The Economics Make Sense...Now


Since 2009, the combination of solar electric prices dropping by 60%, the arrival in the marketplace of cost effective super high efficiency heat pumps, and the advancements in LED lighting makes it possible to design and build Net Zero Energy homes that are extremely cost effective. Take a minute to run a few sample homes thru our NZEN Calculator. In all 16 climate zones in California the cost of solar provided electricity is significantly less than the grid provided electricity. Keep in mind that solar provides a fixed electric rate for the next 30 years plus. For general contractors building their own homes check out one of our sponsors Builder's Solar. They provide a complete package of solar electric equipment including sizing, design, panels, racks, inverters and help with all the rebate paperwork. A GC building their own home for spec or for themselves can install a solar electric system for just slightly more than the incentives.

Is a Net Zero Energy Home Expensive?


Your Net Zero Energy home will use very efficient appliances, lighting, windows and HVAC to dramatically reduce the electric load of the building; however, most of these devices and methods are required by the California Title 24 energy code already. The solar systems will add 1-2% net cost of the building but will eliminate a utility bill and often will be immediately cash positive.

How Exactly Does The Utility Billing Work?


The way you pay your utility bills changes when you own a solar electric system. The first difference is the meter. The utility will put in a "net meter" that measures how much energy is being produced compared to how much is being used. For example, if more energy is used than is produced by the PV system, the meter may read a positive number. You can look at this positive number as you owing money to the utility. However, it is apparent that some months are much sunnier than others and therefore, your system will produce more energy. Further, the winter months force one to consume more because of the outside temperature as well as decreased sunny hours. Because of these factors that change throughout the year, the utility company adds up the monthly readings over the course of one year before billing the customer. So instead of paying a monthly bill, you only pay at the end of the year. This means that if you produce as much as you consume over the course of the year, you will owe no money regardless of the individual months that you used more than your solar electric system produced.

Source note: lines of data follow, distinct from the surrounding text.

impl PlaybackQueue {
    /// Spawn the consumer. Must be called inside a Tokio runtime.
    pub fn start(engine: Arc<dyn PlaybackEngine>, scratch: ScratchDir, timeout: Duration) -> Self {
        let (snapshot, _) = watch::channel(QueueSnapshot::default());
        let shared = Arc::new(Shared {
            state: Mutex::new(QueueState::default()),
            wake: Notify::new(),
            engine,
            scratch,
            timeout,
            snapshot,
        });
        let consumer = tokio::spawn(run_consumer(shared.clone()));
        Self { shared, consumer }
    }

    /// Append a clip to the tail. Never blocks; returns the clip id.
    pub fn enqueue(&self, payload: Vec<u8>) -> u64 {
        let id = {
            let mut state = self.shared.lock();
            state.next_id += 1;
            let id = state.next_id;
            state.pending.push_back(PendingAudioClip {
                id,
                payload,
                enqueued_at: Instant::now(),
            });
            self.shared.publish(&state);
            id
        };
        log::debug!("[playback] queued clip {}", id);
        self.shared.wake.notify_one();
        id
    }

    pub fn snapshot(&self) -> QueueSnapshot {
        *self.shared.snapshot.borrow()
    }

    pub fn len(&self) -> usize {
        self.snapshot().len()
    }

    pub fn is_empty(&self) -> bool {
        self.len() == 0
    }

    pub fn subscribe(&self) -> watch::Receiver<QueueSnapshot> {
        self.shared.snapshot.subscribe()
    }

    /// Resolves once nothing is pending or playing.
    pub async fn wait_idle(&self) {
        let mut rx = self.subscribe();
        let _ = rx.wait_for(|snap| snap.is_idle()).await;
    }

    /// Drop every pending clip and cancel the one playing. Returns once the
    /// cancelled clip has released its scratch file (or a short grace period
    /// has passed).
    pub async fn clear(&self) {
        let cancelled = self.discard();
        self.settle(cancelled).await;
    }

    /// The synchronous half of `clear()`: empties the queue and retires the
    /// current generation without awaiting. Callers that must clear under
    /// their own lock do this there and `settle` afterwards.
    pub fn discard(&self) -> Option<CancelledClip> {
        let mut state = self.shared.lock();
        state.generation += 1;
        let dropped = state.pending.len();
        state.pending.clear();
        let in_flight = state.in_flight.take();
        self.shared.publish(&state);
        if dropped > 0 || in_flight.is_some() {
            log::info!(
                "[playback] cleared {} pending clip(s){}",
                dropped,
                if in_flight.is_some() { " and the one playing" } else { "" }
            );
        }
        in_flight.map(CancelledClip)
    }

    /// Stop the engine for a clip taken by `discard` and wait for its scratch
    /// file to go.
    pub async fn settle(&self, cancelled: Option<CancelledClip>) {
        let Some(CancelledClip(mut in_flight)) = cancelled else {
            return;
        };
        in_flight.cancel.notify_one();
        self.shared.engine.stop().await;
        if let Some(released) = in_flight.released.take() {
            if tokio::time::timeout(CANCEL_GRACE, released).await.is_err() {
                log::warn!(
                    "[playback] clip {} did not release within {}ms",
                    in_flight.id,
                    CANCEL_GRACE.as_millis()
                );
            }
        }
    }
}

Sample House: For the following questions consider our NZEN sample house. The house is 2300 square feet insulated with R-30 in the roof, R-19 in the walls and R-19 in the floors. It has Energy Star qualified windows and appliances, uses 90% high efficacy lighting, has an Energy Star heat pump, and will use a 6.2 KW PVT system to achieve Net Zero Energy. The standard house is considered as a house with the same square footage, floor plan and insulation as the NZE Certified sample house, only it just barely beats Title 24 requirements.

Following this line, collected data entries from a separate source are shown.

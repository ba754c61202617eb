use super::{CodeFragment, CodeOutput, Decoded, FragmentShape, Frame};
use base64::engine::general_purpose::STANDARD as BASE64;
use base64::Engine;
use serde_json::Value;

/// Decode one socket text frame.
pub fn decode(text: &str) -> Decoded {
    let event: Value = match serde_json::from_str(text) {
        Ok(v) => v,
        Err(e) => {
            return Decoded::degraded(
                Frame::ChatResponse(text.to_string()),
                format!("frame is not JSON: {}", e),
            )
        }
    };

    let event_type = match event.get("type").and_then(|t| t.as_str()) {
        Some(t) => t,
        None => {
            return Decoded::degraded(
                Frame::ChatResponse(text.to_string()),
                format!("event missing type: {}", event),
            )
        }
    };

    match event_type {
        "text" | "userMessage" => match str_field(&event, "text") {
            Some(t) => Decoded::clean(Frame::Text(t.to_string())),
            None => Decoded::degraded(
                Frame::Text(text.to_string()),
                format!("{} frame without text", event_type),
            ),
        },
        "response" | "chat" | "parsed_message" => match str_field(&event, "text") {
            Some(t) => Decoded::clean(Frame::ChatResponse(t.to_string())),
            None => Decoded::degraded(
                Frame::ChatResponse(text.to_string()),
                format!("{} frame without text", event_type),
            ),
        },
        "audio" => {
            let payload = match str_field(&event, "audio") {
                Some(p) => p,
                None => {
                    return Decoded::degraded(
                        Frame::Rejected(event_type.to_string()),
                        "audio frame without payload".into(),
                    )
                }
            };
            match BASE64.decode(payload.trim()) {
                Ok(bytes) => Decoded::clean(Frame::Audio(bytes)),
                Err(e) => Decoded::degraded(
                    Frame::Rejected(event_type.to_string()),
                    format!("audio payload is not base64: {}", e),
                ),
            }
        }
        "code_output" => match str_field(&event, "text") {
            Some(inner) => decode_code_output(inner),
            None => Decoded::degraded(
                Frame::CodeOutput(CodeOutput::Raw(text.to_string())),
                "code_output frame without text".into(),
            ),
        },
        "input_required" => match str_field(&event, "prompt") {
            Some(p) => Decoded::clean(Frame::InputRequired(p.to_string())),
            None => Decoded::degraded(
                Frame::InputRequired(String::new()),
                "input_required frame without prompt".into(),
            ),
        },
        "reset_confirmed" => Decoded::clean(Frame::ResetConfirmed),
        "agent_execution_result" => Decoded::clean(Frame::AgentExecutionResult),
        other => Decoded::clean(Frame::Unknown(other.to_string())),
    }
}

fn str_field<'a>(event: &'a Value, name: &str) -> Option<&'a str> {
    event.get(name).and_then(|v| v.as_str())
}

/// The `text` of a `code_output` frame is itself JSON describing one fragment.
fn decode_code_output(inner: &str) -> Decoded {
    match parse_fragment(inner) {
        Ok(fragment) => Decoded::clean(Frame::CodeOutput(CodeOutput::Fragment(fragment))),
        Err(reason) => Decoded::degraded(
            Frame::CodeOutput(CodeOutput::Raw(inner.to_string())),
            reason,
        ),
    }
}

fn parse_fragment(inner: &str) -> Result<CodeFragment, String> {
    let value: Value =
        serde_json::from_str(inner).map_err(|e| format!("code_output is not JSON: {}", e))?;
    let obj = value
        .as_object()
        .ok_or_else(|| "code_output is not an object".to_string())?;

    let role = obj
        .get("role")
        .and_then(|v| v.as_str())
        .ok_or_else(|| "code_output fragment without role".to_string())?;
    let kind = obj
        .get("type")
        .and_then(|v| v.as_str())
        .ok_or_else(|| "code_output fragment without type".to_string())?;

    let flag = |name: &str| obj.get(name).and_then(|v| v.as_bool()).unwrap_or(false);
    let shape = if flag("start") {
        FragmentShape::Start
    } else if flag("end") {
        FragmentShape::End
    } else if let Some(content) = obj.get("content") {
        FragmentShape::Content(match content {
            Value::String(s) => s.clone(),
            Value::Null => String::new(),
            other => other.to_string(),
        })
    } else {
        return Err(format!(
            "code_output fragment ({}, {}) has no start, end or content",
            role, kind
        ));
    };

    Ok(CodeFragment {
        role: role.to_string(),
        kind: kind.to_string(),
        shape,
        raw: inner.to_string(),
    })
}

#[cfg(test)]
mod tests {
    use super::*;
    use crate::error::SessionError;

    fn fragment(decoded: Decoded) -> CodeFragment {
        match decoded.frame {
            Frame::CodeOutput(CodeOutput::Fragment(f)) => f,
            other => panic!("expected fragment, got {:?}", other),
        }
    }

    #[test]
    fn user_and_assistant_text_aliases() {
        for tag in ["text", "userMessage"] {
            let d = decode(&format!(r#"{{"type":"{}","text":"hello"}}"#, tag));
            assert_eq!(d.frame, Frame::Text("hello".into()));
            assert!(d.error.is_none());
        }
        for tag in ["response", "chat", "parsed_message"] {
            let d = decode(&format!(r#"{{"type":"{}","text":"hi there"}}"#, tag));
            assert_eq!(d.frame, Frame::ChatResponse("hi there".into()));
        }
    }

    #[test]
    fn audio_payload_is_base64_decoded() {
        let d = decode(r#"{"type":"audio","audio":"UklGRg==","text":"Sure."}"#);
        assert_eq!(d.frame, Frame::Audio(b"RIFF".to_vec()));
    }

    #[test]
    fn bad_base64_is_rejected_with_protocol_error() {
        let d = decode(r#"{"type":"audio","audio":"***"}"#);
        assert_eq!(d.frame, Frame::Rejected("audio".into()));
        assert!(matches!(d.error, Some(SessionError::Protocol(_))));
    }

    #[test]
    fn code_output_shapes() {
        let start = fragment(decode(
            r#"{"type":"code_output","text":"{\"role\":\"computer\",\"type\":\"console\",\"start\":true}"}"#,
        ));
        assert_eq!(start.role, "computer");
        assert_eq!(start.kind, "console");
        assert_eq!(start.shape, FragmentShape::Start);

        let content = fragment(decode(
            r#"{"type":"code_output","text":"{\"role\":\"assistant\",\"type\":\"code\",\"content\":\"print(1)\"}"}"#,
        ));
        assert_eq!(content.shape, FragmentShape::Content("print(1)".into()));

        let end = fragment(decode(
            r#"{"type":"code_output","text":"{\"role\":\"assistant\",\"type\":\"code\",\"end\":true}"}"#,
        ));
        assert_eq!(end.shape, FragmentShape::End);
    }

    #[test]
    fn non_string_content_is_kept_as_json_text() {
        let f = fragment(decode(
            r#"{"type":"code_output","text":"{\"role\":\"computer\",\"type\":\"console\",\"content\":42}"}"#,
        ));
        assert_eq!(f.shape, FragmentShape::Content("42".into()));
    }

    #[test]
    fn malformed_code_output_degrades_to_raw() {
        let d = decode(r#"{"type":"code_output","text":"not json"}"#);
        assert_eq!(d.frame, Frame::CodeOutput(CodeOutput::Raw("not json".into())));
        assert!(matches!(d.error, Some(SessionError::Protocol(_))));

        let d = decode(r#"{"type":"code_output","text":"{\"role\":\"computer\",\"type\":\"console\"}"}"#);
        assert!(matches!(d.frame, Frame::CodeOutput(CodeOutput::Raw(_))));
        assert!(d.error.is_some());
    }

    #[test]
    fn non_json_frame_becomes_verbatim_assistant_text() {
        let d = decode("plain words");
        assert_eq!(d.frame, Frame::ChatResponse("plain words".into()));
        assert!(matches!(d.error, Some(SessionError::Protocol(_))));
    }

    #[test]
    fn missing_text_keeps_the_raw_frame() {
        let raw = r#"{"type":"chat","message":"oops"}"#;
        let d = decode(raw);
        assert_eq!(d.frame, Frame::ChatResponse(raw.into()));
        assert!(d.error.is_some());
    }

    #[test]
    fn control_and_unknown_tags() {
        assert_eq!(decode(r#"{"type":"reset_confirmed"}"#).frame, Frame::ResetConfirmed);
        assert_eq!(
            decode(r#"{"type":"agent_execution_result","result":{}}"#).frame,
            Frame::AgentExecutionResult
        );
        assert_eq!(
            decode(r#"{"type":"input_required","prompt":"Run it? (y/n)"}"#).frame,
            Frame::InputRequired("Run it? (y/n)".into())
        );
        let d = decode(r#"{"type":"telemetry","x":1}"#);
        assert_eq!(d.frame, Frame::Unknown("telemetry".into()));
        assert!(d.error.is_none());
    }
}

How Much Does the Solar Electric System Cost?


The original (pre-incentive) retail price for the 6.2 KW system can be about $30,000. California utility and government incentives make the solar system for this sample home very affordable. First, the New Solar Homes Partnership offers a $2.00 per watt rebate which equals a $12,400 cost reduction for this system. Next, there is a 30% uncapped federal tax credit that will take away another $5,280 off the original price. After these two rebates, the total cost of the Solar Electric system is $12,320. If you wanted to add the cost to your 30 year mortgage, assuming 5% interest, it would only be $66.14 per month. If you a GC building your own home and providing the labor the monthly increase to your mortgage to never having an energy bill would be about $35 per month.

What if I produce more energy than I use?


As of now, the best case scenario for a home is to produce as much energy as it uses. There are few benefits to producing more that it uses.